Prioritizing the human element means investing deeply in thoughtful UX design, extensive user testing, and rapid iteration based on feedback. It means providing robust, accessible user education to help people understand both the capabilities and limitations of the AI systems you're putting in their hands. And it means proactively considering and mitigating the potential risks and unintended negative consequences your product could have in people's lives.
Ultimately, our north star as AI product builders should be empowering humans to do their best work. We have an incredible opportunity to usher in a new era of productivity and creativity, but it will require the hard, patient work of aligning powerful AI capabilities with real human needs. If we keep humans at the center and measure success by the positive impact we have in their lives, not just our model metrics, we can build an AI-powered future that brings out the best in both machines and people. The road ahead won't be easy, but the destination will be more than worth it. So stay focused on those human needs, keep iterating, and let's build the future together!
Further Reading:
Conclusion
Building successful multi-agent LLM products requires a multidisciplinary approach that blends technical chops, product sensibilities, and proactive ethical responsibility. The 9 principles we've explored provide a comprehensive roadmap for navigating this complex landscape.
By focusing on building proprietary data moats, maintaining modularity in your architecture, relentlessly evaluating and iterating on product performance, and deeply integrating with users' workflows, you'll be well on your way to creating AI systems that deliver real value. And by keeping humans at the center of the process and proactively addressing potential negative impacts, you can ensure that value is achieved responsibly and sustainably.

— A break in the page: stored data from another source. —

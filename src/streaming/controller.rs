use tokio::sync::mpsc;
use tracing::{info, warn};

use super::data_feed::FeedCommand;
use crate::acquisition::{AcquisitionService, Reading, RegisterSource, RunState};
use crate::strategy::StrategyKind;

/// Single entry point for runtime changes that touch both ends of the
/// hand-off queue, so acquisition and tick processing never disagree on
/// sensor count or reading period.
pub struct PipelineController {
    acquisition: AcquisitionService,
    commands: mpsc::UnboundedSender<FeedCommand>,
}

impl PipelineController {
    pub fn new(
        acquisition: AcquisitionService,
        commands: mpsc::UnboundedSender<FeedCommand>,
    ) -> Self {
        Self {
            acquisition,
            commands,
        }
    }

    pub fn acquisition(&self) -> &AcquisitionService {
        &self.acquisition
    }

    pub fn start<S>(&mut self, source: S, ticks: mpsc::UnboundedSender<Vec<Reading>>)
    where
        S: RegisterSource + 'static,
    {
        self.acquisition.start(source, ticks);
    }

    pub fn pause(&self) {
        self.acquisition.pause();
    }

    pub fn resume(&self) {
        self.acquisition.resume();
    }

    pub fn state(&self) -> RunState {
        self.acquisition.state()
    }

    /// Returns the period actually applied after clamping.
    pub async fn set_reading_frequency(&self, secs: f64) -> f64 {
        let applied = self.acquisition.update_reading_frequency(secs).await;
        self.send(FeedCommand::SetReadingFrequency(applied));
        applied
    }

    /// Returns the sensor count actually applied. Starts a new voting session.
    pub async fn set_num_sensors(&self, count: usize) -> usize {
        let applied = self.acquisition.update_num_sensors(count).await;
        self.send(FeedCommand::SetSensorCount(applied));
        applied
    }

    pub fn set_smoothing_factor(&self, factor: f64) {
        self.send(FeedCommand::SetSmoothingFactor(factor));
    }

    pub fn set_strategies(&self, kinds: Vec<StrategyKind>) {
        self.send(FeedCommand::SetStrategies(kinds));
    }

    pub fn toggle(&self, kind: StrategyKind, enabled: bool) {
        self.send(FeedCommand::Toggle(kind, enabled));
    }

    pub fn reset(&self) {
        self.send(FeedCommand::Reset);
    }

    /// Stops acquisition first so no tick races the shutdown request.
    pub async fn shutdown(mut self) {
        self.acquisition.stop().await;
        self.send(FeedCommand::Shutdown);
        info!("Pipeline shut down");
    }

    fn send(&self, command: FeedCommand) {
        if let Err(e) = self.commands.send(command) {
            warn!("Tick processor gone, dropping {:?}", e.0);
        }
    }
}
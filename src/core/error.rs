use thiserror::Error;

/// Reasons a tick is refused before it reaches the voter.
#[derive(Debug, Clone, PartialEq, Error)]
pub enum TickError {
    #[error("empty reading vector")]
    Empty,

    #[error("reading vector has {actual} slots, expected {expected}")]
    LengthMismatch { expected: usize, actual: usize },
}

#[derive(Debug, Error)]
pub enum AcquisitionError {
    #[error("register source is not connected")]
    NotConnected,

    #[error("no response from device: {0}")]
    NoResponse(String),

    #[error("invalid response: {0}")]
    InvalidResponse(String),

    #[error("register source exhausted")]
    Exhausted,

    #[error(transparent)]
    Io(#[from] std::io::Error),
}

#[derive(Debug, Error)]
pub enum ExportError {
    #[error("nothing recorded yet")]
    NoData,

    #[error(transparent)]
    Io(#[from] std::io::Error),

    #[error(transparent)]
    Json(#[from] serde_json::Error),
}

#[derive(Debug, Clone, PartialEq, Eq, Error)]
#[error("unknown voting strategy: {0}")]
pub struct ParseStrategyError(pub String);
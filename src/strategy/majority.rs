use super::average::mean;

/// Groups sorted readings into chains anchored at each reading and returns
/// the mean of the first chain holding a majority.
#[derive(Debug, Clone, PartialEq)]
pub struct MajorityStrategy {
    threshold: f64,
}

impl Default for MajorityStrategy {
    fn default() -> Self {
        Self::new(1.0)
    }
}

impl MajorityStrategy {
    pub fn new(threshold: f64) -> Self {
        Self { threshold }
    }

    pub fn threshold(&self) -> f64 {
        self.threshold
    }

    pub fn vote(&self, data: &[f64]) -> Option<f64> {
        if data.is_empty() {
            return None;
        }

        let n = data.len();
        // ceil((n + 1) / 2)
        let majority = (n + 2) / 2;

        let mut sorted = data.to_vec();
        sorted.sort_by(|a, b| a.total_cmp(b));

        (0..n).find_map(|i| {
            // Distance is measured from the anchor, not from the previous link.
            let anchor = sorted[i];
            let len = 1 + sorted[i + 1..]
                .iter()
                .take_while(|&&x| (x - anchor).abs() <= self.threshold)
                .count();

            if len >= majority {
                mean(&sorted[i..i + len])
            } else {
                None
            }
        })
    }
}

#[cfg(test)]
mod tests {
    use super::*;

    #[test]
    fn test_majority_chain_mean() {
        let strategy = MajorityStrategy::default();
        assert_eq!(strategy.vote(&[1.0, 1.0, 1.0, 10.0]), Some(1.0));
    }

    #[test]
    fn test_majority_requires_more_than_half() {
        let strategy = MajorityStrategy::default();
        // n = 4 needs a chain of 3.
        assert_eq!(strategy.vote(&[20.0, 20.5, 30.0, 30.5]), None);
    }

    #[test]
    fn test_chain_is_anchored_not_transitive() {
        let strategy = MajorityStrategy::default();
        // 20.0 -> 20.8 -> 21.6 would chain transitively, but 21.6 is 1.6 from the anchor.
        let result = strategy.vote(&[21.6, 20.0, 20.8]).unwrap();
        assert!((result - 20.4).abs() < 1e-9);
    }

    #[test]
    fn test_later_anchor_can_win() {
        let strategy = MajorityStrategy::default();
        let result = strategy.vote(&[5.0, 20.0, 20.4, 20.8]).unwrap();
        assert!((result - 20.4).abs() < 1e-9);
    }

    #[test]
    fn test_single_reading() {
        assert_eq!(MajorityStrategy::default().vote(&[18.2]), Some(18.2));
    }

    #[test]
    fn test_empty_is_none() {
        assert_eq!(MajorityStrategy::default().vote(&[]), None);
    }
}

But while these principles provide a solid foundation, the reality is that building game-changing AI products is hard. It requires grappling with cutting-edge research, wrangling messy real-world data, and constantly iterating in the face of shifting user needs and expectations. There will be setbacks, dead-ends, and pivots along the way. The key is to stay focused on your north star of empowering users, stay humble in the face of complexity, and keep pushing forward one experiment at a time.
The potential for LLMs and multi-agent systems to transform how we live and work is immense - but it won't be realized without diligent, human-centric innovators translating the raw capabilities into meaningful products. By internalizing these 9 principles and tenaciously applying them in practice, you'll be at the vanguard of this exciting frontier. The journey won't be easy, but the destination will be more than worth it. So go forth and build the future!